I feel bound to observe—I hope in a friendly fashion—that the notion that this early hour on a Tuesday in early November, widely advertised in a business statement two weeks ago as a day on which Parliament would be sitting to do business, is somehow an unreasonable time to debate a matter in which hon. Members are interested strikes even me, an enthusiast for the Jopling changes, as going a bit too far. However, I shall say no more about that.

The hon. Member for Dundee, West (Mr. Ross), in his characteristically moderate way—and I mean that, even though he used a slightly overheated phrase—said that the Committee would not lie down and die. I never expected that it would, especially in view of the nature of some of its members. I am sure that, not unreasonably, they will continue to make their points.

I say to my hon. Friends the Members for Meriden (Mr. Mills) and for Norfolk, North (Sir R. Howell), as well as other hon. Members on both sides of the House, that I am glad that we have given them an opportunity to remind everyone of what the Committee has achieved. It has enabled me to pay tribute to it for the work that it has done. Actually, the loyalty being shown today by its members and the claims that they are making for their reports confirm my view about the merits of Select Committees as a whole and the important contribution they make—even though I am bound to say that my views on how they should be structured have not changed.

I was asked a number of specific points. First, on the point raised by the hon. Member for Birmingham, Perry Barr (Mr. Rooker) about a reprint of Standing Orders, I have been handed a note that I am trying to digest. I understand that a new volume of Standing Orders will be printed for the start of the next Session, with all the Nolan, Jopling and other changes included. I hope that that will help the hon. Gentleman—although it may not be so helpful to the Labour Deputy Chief Whip, the hon. Member for Jarrow (Mr. Dixon), whom I am delighted to see in the Chamber. I noticed earlier that he was clutching a dog-eared copy of the Standing Orders. No doubt he uses them as his bible whenever he wants to stir up trouble and create difficulties—[Interruption.] I am being attacked from behind by the Government Deputy Chief Whip, my right hon. Friend the Member for Derby, North (Mr. Knight). If ever there was a mafia, the Deputy Chief Whips from the two sides of the House must be its core members.

I was grateful to the hon. Member for Roxburgh and Berwickshire (Mr. Kirkwood) for his remarks about minority parties. The hon. Member for Perry Barr answered on my behalf and made the right two points—that it is a matter for the Committee of Selection and that there is a global way of taking account of the representation of minority parties. If the hon. Gentleman were to make strong representations to the Chairman of the Selection Committee about his wish to serve on the new Employment and Education Committee, I am sure that proper weight would be given to that request within the overall position.

The hon. Member for Perry Barr bounced me with the question whether Select Committees could meet in recesses, to which the answer is yes.
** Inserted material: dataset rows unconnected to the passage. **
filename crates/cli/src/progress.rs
//! Spinner reporting resolution and execution progress on stderr.

use indicatif::{ProgressBar, ProgressStyle};
use pipewright_core::{Error, ExecutionObserver, ResolvedTool, Sequence};
use std::time::Duration;

/// [`ExecutionObserver`] driving an `indicatif` spinner.
pub struct SpinnerObserver {
    bar: ProgressBar,
}

impl SpinnerObserver {
    /// A visible spinner when `enabled`, otherwise a hidden one.
    pub fn new(enabled: bool) -> Self {
        let bar = if enabled {
            let bar = ProgressBar::new_spinner();
            bar.set_style(
                ProgressStyle::default_spinner()
                    .template("{spinner:.green} {msg} [{elapsed}]")
                    .unwrap_or_else(|_| ProgressStyle::default_spinner()),
            );
            bar
        } else {
            ProgressBar::hidden()
        };
        Self { bar }
    }

    /// Remove the spinner from the terminal.
    pub fn finish(&self) {
        self.bar.finish_and_clear();
    }
}

impl ExecutionObserver for SpinnerObserver {
    fn on_build_start(&self) {
        self.bar.set_message("Resolving toolchain");
        self.bar.enable_steady_tick(Duration::from_millis(100));
    }

    fn on_build_finish(&self, sequence: &Sequence) {
        self.bar.set_message(format!("Resolved {sequence}"));
    }

    fn on_tool_start(&self, tool: &ResolvedTool) {
        self.bar.set_message(format!("Running {}", tool.display_name()));
    }

    fn on_tool_finish(&self, error: Option<&Error>, tool: &ResolvedTool) {
        match error {
            Some(_) => self
                .bar
                .abandon_with_message(format!("{} failed", tool.display_name())),
            None => self.bar.println(format!("✓ {}", tool.display_name())),
        }
    }
}

#[cfg(test)]
mod tests {
    use super::*;
    use pipewright_core::{PlannedStep, Tool};
    use std::sync::Arc;

    #[test]
    fn test_hidden_spinner_accepts_events() {
        let observer = SpinnerObserver::new(false);
        let tool = ResolvedTool::unpinned(PlannedStep::new(Arc::new(Tool::new("lisgy"))));
        let sequence = Sequence::new(vec![tool.clone()], None);

        observer.on_build_start();
        observer.on_build_finish(&sequence);
        observer.on_tool_start(&tool);
        observer.on_tool_finish(None, &tool);
        observer.finish();
        assert!(observer.bar.is_finished());
    }
}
An oddity that I have resolved, while setting up the new Standards and Privileges Committee, is the fact that our oldest Committees have not been able to meet during recesses although the new Committees have been able to do so. I have brought the old Committees into line with the new ones.
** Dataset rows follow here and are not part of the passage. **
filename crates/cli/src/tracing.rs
//! Tracing setup for the pipewright CLI.
//!
//! Logs go to stderr so stdout stays reserved for artifacts. Every session
//! carries a correlation id.

use std::io;
pub use tracing::Level;
use tracing_subscriber::{filter::EnvFilter, layer::SubscriberExt, util::SubscriberInitExt};
use uuid::Uuid;

/// Tracing output format options
#[derive(Debug, Clone, Copy, PartialEq, Eq, clap::ValueEnum)]
pub enum TracingFormat {
    /// Pretty-printed human-readable format
    Pretty,
    /// Compact single-line format
    Compact,
    /// Structured JSON format
    Json,
    /// Development format with file and line
    Dev,
}

/// Log level options for CLI
#[derive(Debug, Clone, Copy, PartialEq, Eq, clap::ValueEnum)]
pub enum LogLevel {
    /// Show all logs (trace level)
    Trace,
    /// Show debug and above
    Debug,
    /// Show info and above
    Info,
    /// Show warnings and above (default)
    Warn,
    /// Show errors only
    Error,
}

impl From<LogLevel> for Level {
    fn from(level: LogLevel) -> Self {
        match level {
            LogLevel::Trace => Self::TRACE,
            LogLevel::Debug => Self::DEBUG,
            LogLevel::Info => Self::INFO,
            LogLevel::Warn => Self::WARN,
            LogLevel::Error => Self::ERROR,
        }
    }
}

impl std::str::FromStr for TracingFormat {
    type Err = String;

    fn from_str(s: &str) -> Result<Self, Self::Err> {
        match s.to_lowercase().as_str() {
            "pretty" => Ok(Self::Pretty),
            "compact" => Ok(Self::Compact),
            "json" => Ok(Self::Json),
            "dev" => Ok(Self::Dev),
            _ => Err(format!("Unknown tracing format: {s}")),
        }
    }
}

/// Tracing configuration
#[derive(Debug, Clone)]
pub struct TracingConfig {
    /// Output format.
    pub format: TracingFormat,
    /// Minimum level for pipewright crates.
    pub level: Level,
    /// Include file and line in `Dev` output.
    pub enable_file_location: bool,
    /// Explicit filter directive, overriding `RUST_LOG` and `level`.
    pub filter: Option<String>,
}

impl Default for TracingConfig {
    fn default() -> Self {
        Self {
            format: TracingFormat::Compact,
            level: Level::WARN,
            enable_file_location: true,
            filter: None,
        }
    }
}

static CORRELATION_ID: std::sync::OnceLock<Uuid> = std::sync::OnceLock::new();

/// Get or create the correlation ID for the current session
pub fn correlation_id() -> Uuid {
    *CORRELATION_ID.get_or_init(Uuid::new_v4)
}

/// Filter directive enabling `level` for every pipewright crate.
fn default_directive(level: Level) -> String {
    let level = match level {
        Level::TRACE => "trace",
        Level::DEBUG => "debug",
        Level::INFO => "info",
        Level::WARN => "warn",
        Level::ERROR => "error",
    };
    format!(
        "pipewright={level},pipewright_core={level},pipewright_graph={level},pipewright_tools_npm={level}"
    )
}

/// Initialize tracing with the given configuration
pub fn init_tracing(config: TracingConfig) -> miette::Result<()> {
    let correlation_id = correlation_id();

    let env_filter = if let Some(filter) = config.filter {
        EnvFilter::try_new(filter)
    } else {
        EnvFilter::try_from_default_env()
            .or_else(|_| EnvFilter::try_new(default_directive(config.level)))
    }
    .map_err(|e| miette::miette!("Failed to create tracing filter: {e}"))?;

    let registry = tracing_subscriber::registry().with(env_filter);

    match config.format {
        TracingFormat::Pretty => {
            let layer = tracing_subscriber::fmt::layer()
                .pretty()
                .with_writer(io::stderr)
                .with_target(true);

            registry.with(layer).init();
        }
        TracingFormat::Compact => {
            let layer = tracing_subscriber::fmt::layer()
                .compact()
                .with_writer(io::stderr)
                .with_target(false);

            registry.with(layer).init();
        }
        TracingFormat::Json => {
            let layer = tracing_subscriber::fmt::layer()
                .json()
                .with_writer(io::stderr)
                .with_current_span(true)
                .with_span_list(true);

            registry.with(layer).init();
        }
        TracingFormat::Dev => {
            let layer = tracing_subscriber::fmt::layer()
                .with_writer(io::stderr)
                .with_file(config.enable_file_location)
                .with_line_number(config.enable_file_location)
                .with_target(true)
                .with_thread_ids(true)
                .with_level(true);

            registry.with(layer).init();
        }
    }

    tracing::debug!(
        correlation_id = %correlation_id,
        version = env!("CARGO_PKG_VERSION"),
        format = ?config.format,
        "Tracing initialized"
    );

    Ok(())
}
If it is the ambition of the hon. and learned Member for Leicester, West (Mr. Janner), the hon. Member for Wallasey (Ms Eagle) or any other hon. Member to meet in the recess, 39 meetings between now and the end of February might prove to be a modest target. After all, the Select Committee considering the Nolan report, which I chaired, managed to meet on that number of occasions despite having been able to fit in only three meetings during the summer recess. Therefore, in a remarkably short House sitting time the Committee did a great deal of work. Indeed, in many weeks it sat for two or three hours, three or four days a week. I commend that example to the hon. and learned Member for Leicester, West in view of his desire to complete the work that he has undertaken.
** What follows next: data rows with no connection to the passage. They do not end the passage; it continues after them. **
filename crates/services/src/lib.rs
pub mod services;
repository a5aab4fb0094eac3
//! Derives per-term travel status from the raw booking records.
//!
//! Everything here except [`JourneyService`] is pure: the same terms, flights,
//! transport and not-travelling rows always produce the same overview, and
//! nothing is cached between calls.

use chrono::{Local, NaiveDate};
use db::models::{
    Direction,
    flight::Flight,
    not_travelling::NotTravelling,
    term::{School, Term},
    transport::Transport,
};
use serde::{Deserialize, Serialize};
use sqlx::PgPool;
use strum_macros::{Display, EnumString};
use thiserror::Error;
use tracing::debug;
use ts_rs::TS;

#[derive(Debug, Error)]
pub enum JourneyServiceError {
    #[error("database error: {0}")]
    Database(#[from] sqlx::Error),
}

/// Booking state of a single journey
#[derive(Debug, Clone, Copy, Serialize, Deserialize, PartialEq, Eq, TS, EnumString, Display)]
#[serde(rename_all = "kebab-case")]
#[strum(serialize_all = "kebab-case")]
pub enum JourneyStatus {
    Complete,
    FlightOnly,
    TransportOnly,
    Empty,
    NotTravelling,
}

/// Combined state of a term's outbound and return journeys
#[derive(Debug, Clone, Copy, Serialize, Deserialize, PartialEq, Eq, TS, EnumString, Display)]
#[serde(rename_all = "kebab-case")]
#[strum(serialize_all = "kebab-case")]
pub enum PairStatus {
    Complete,
    Partial,
    Empty,
    NotTravelling,
}

/// Which school's terms to include
#[derive(
    Debug, Clone, Copy, Default, Serialize, Deserialize, PartialEq, Eq, TS, EnumString, Display,
)]
#[serde(rename_all = "lowercase")]
#[strum(serialize_all = "lowercase")]
pub enum SchoolFilter {
    Benenden,
    Wycombe,
    #[default]
    Both,
}

impl SchoolFilter {
    pub fn includes(&self, school: School) -> bool {
        match self {
            SchoolFilter::Benenden => school == School::Benenden,
            SchoolFilter::Wycombe => school == School::Wycombe,
            SchoolFilter::Both => true,
        }
    }

    /// The single school selected, or `None` for both
    pub fn school(&self) -> Option<School> {
        match self {
            SchoolFilter::Benenden => Some(School::Benenden),
            SchoolFilter::Wycombe => Some(School::Wycombe),
            SchoolFilter::Both => None,
        }
    }
}

/// One direction of travel for a term
#[derive(Debug, Clone, Serialize, Deserialize, PartialEq, TS)]
pub struct Journey {
    pub id: String,
    pub term_id: String,
    pub direction: Direction,
    pub school: School,
    pub term: Term,
    pub flight: Option<Flight>,
    pub transport: Option<Transport>,
    pub status: JourneyStatus,
    pub departure_date: NaiveDate,
    pub needs_attention: bool,
}

/// Builder output for a single term
#[derive(Debug, Clone, PartialEq)]
pub struct TermJourneys {
    pub outbound: Journey,
    pub return_journey: Journey,
}

#[derive(Debug, Clone, Serialize, Deserialize, PartialEq, TS)]
pub struct JourneyPair {
    pub term: Term,
    pub outbound: Journey,
    #[serde(rename = "return")]
    pub return_journey: Journey,
    pub status: PairStatus,
}

impl JourneyPair {
    pub fn new(term: Term, journeys: TermJourneys) -> Self {
        let status = pair_status(journeys.outbound.status, journeys.return_journey.status);
        Self {
            term,
            outbound: journeys.outbound,
            return_journey: journeys.return_journey,
            status,
        }
    }
}

/// Journey counts per status. Every journey lands in exactly one bucket.
#[derive(Debug, Clone, Default, Serialize, Deserialize, PartialEq, Eq, TS)]
pub struct JourneyStats {
    pub total: usize,
    pub complete: usize,
    pub needs_transport: usize,
    pub transport_only: usize,
    pub not_booked: usize,
    pub not_travelling: usize,
}

impl JourneyStats {
    pub fn from_journeys(journeys: &[Journey]) -> Self {
        journeys.iter().fold(Self::default(), |mut stats, journey| {
            stats.total += 1;
            match journey.status {
                JourneyStatus::Complete => stats.complete += 1,
                JourneyStatus::FlightOnly => stats.needs_transport += 1,
                JourneyStatus::TransportOnly => stats.transport_only += 1,
                JourneyStatus::Empty => stats.not_booked += 1,
                JourneyStatus::NotTravelling => stats.not_travelling += 1,
            }
            stats
        })
    }
}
The hon. and learned Gentleman asked me to listen. I hope that I have shown that I have done so. Indeed, I have read the report published by his Committee. I have it here—it has a little red sticker on it saying "Immediate". My office was concerned that I should see the report almost hot off the press. I have also read the extensive letter that the hon. and learned Gentleman wrote to my right hon. Friend the Member for Worthing (Sir T. Higgins), the Chairman of the Liaison Committee, on 24 October.

The problem is that, having studied the report and read the letter, I had already heard all the arguments to which he is now asking me to respond and already responded to them in the points I made earlier, for example, a bigger Committee than intended, a considerable extension of time compared with what had been originally proposed and the power to create a Sub-Committee. As my right hon. Friend the Member for Worthing said, the power to appoint a Sub-Committee was rubbished by the hon. and learned Gentleman as a way of burying or losing things. He should tell that to the hon. Member for Durham, North (Mr. Radice), who chaired the Civil Service Sub-Committee of the Treasury and Civil Service Select Committee, which produced a report that has formed the basis of a new code. It was an effective and important report produced by a Sub-Committee.

At the end of the day, however reasonable I am and however much I would claim to have demonstrated my overwhelming reasonableness by the changes that I have already made, I cannot make any more.

Mr. Janner

I deeply regret what the Leader of the House has said in such good humour. Will he at least answer the question about the Central Statistical Office report that is due at the end of January and give the requested assurance to members of the Committee, so that we can at least have some hope of completing the work on that report well before the Committee is dissolved?

Mr. Newton

The hon. and learned Gentleman mentioned the end of January in his letter—I understand that the likely date is either the end of January or mid-February—and it was one of the matters that I took into account. All in all, it is a reasonable compromise.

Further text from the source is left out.